BRIEF
Identify all lines of the data containing the string "through" and copy them.

(Stored items)
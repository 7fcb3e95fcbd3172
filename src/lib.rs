//! # table-harvest
//!
//! Scrape the listing table of a web page through Chrome DevTools Protocol (CDP),
//! walking its pagination, removing duplicate businesses and exporting CSV.
//!
//! ## Features
//!
//! - **Paginated extraction**: an explicit state machine clicks through page
//!   controls, waits for the table to change and accumulates rows
//! - **Deduplication**: rows are identified by normalized business name and
//!   phone number; a row sharing either with an earlier row is dropped
//! - **Pluggable detection**: page count, next-page control and listing label
//!   are found by ordered strategies that can be replaced
//! - **CSV export**: RFC 4180 quoting, dated filename derived from the listing label
//! - **MCP Server** and **CLI** front-ends
//!
//! ## Command line
//!
//! ```bash
//! # Visible page only
//! cargo run --bin table-harvest -- https://listings.example.com/lyon
//!
//! # Every page, with a visible browser
//! cargo run --bin table-harvest -- --all-pages --headed https://listings.example.com/lyon
//! ```
//!
//! ## Library Usage
//!
//! ```rust,no_run
//! use table_harvest::{BrowserSession, LaunchOptions, PaginationConfig};
//! use tokio_util::sync::CancellationToken;
//!
//! # fn main() -> table_harvest::Result<()> {
//! let session = BrowserSession::launch(LaunchOptions::default())?;
//! session.navigate("https://listings.example.com/lyon")?;
//! session.wait_for_navigation()?;
//!
//! let report = session.harvest_all_pages(PaginationConfig::default(), CancellationToken::new())?;
//! println!("{}", report.status_message());
//!
//! let path = table_harvest::export::write_csv(std::path::Path::new("."), &report)?;
//! println!("Saved {}", path.display());
//! # Ok(())
//! # }
//! ```
//!
//! ### Deduplicating a table you already have
//!
//! ```rust
//! use table_harvest::{Table, deduplicate};
//!
//! let table: Table = vec![
//!     vec!["Business Name", "Phone"],
//!     vec!["Acme Realty", "01 23 45 67 89"],
//!     vec!["ACME realty.", "09 99 99 99 99"],
//! ]
//! .into_iter()
//! .collect();
//!
//! let result = deduplicate(&table);
//! assert_eq!(result.stats.kept, 1);
//! ```
//!
//! ## Module Overview
//!
//! - [`browser`]: Browser session management and configuration
//! - [`dom`]: Table extraction and page snapshots
//! - [`dedup`]: Name and phone normalization, deduplication
//! - [`harvest`]: Pagination state machine, detection strategies, events
//! - [`export`]: CSV rendering and file naming
//! - [`tools`]: JSON-driven harvest tools
//! - [`error`]: Error types and result aliases
//! - [`mcp`]: Model Context Protocol server (requires `mcp-handler` feature)

pub mod browser;
pub mod dedup;
pub mod dom;
pub mod error;
pub mod export;
pub mod harvest;
pub mod tools;

#[cfg(feature = "mcp-handler")]
pub mod mcp;

pub use browser::{BrowserPage, BrowserSession, ConnectionOptions, LaunchOptions};
pub use dedup::{Deduplication, deduplicate, normalize_name, normalize_phone};
pub use dom::{ControlNode, ElementSelector, PageSnapshot, SelectorMap, Table};
pub use error::{HarvestError, Result};
pub use harvest::{HarvestEvent, HarvestReport, Harvester, PageHost, PaginationConfig, StrategySet};
pub use tools::{Tool, ToolContext, ToolRegistry, ToolResult};

#[cfg(feature = "mcp-handler")]
pub use mcp::HarvestServer;
#[cfg(feature = "mcp-handler")]
pub use rmcp::ServiceExt;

SOLUTION TO THE PROBLEM
//! Scrape the listing table of a web page through Chrome DevTools Protocol (CDP),
//! - **Paginated extraction**: an explicit state machine clicks through page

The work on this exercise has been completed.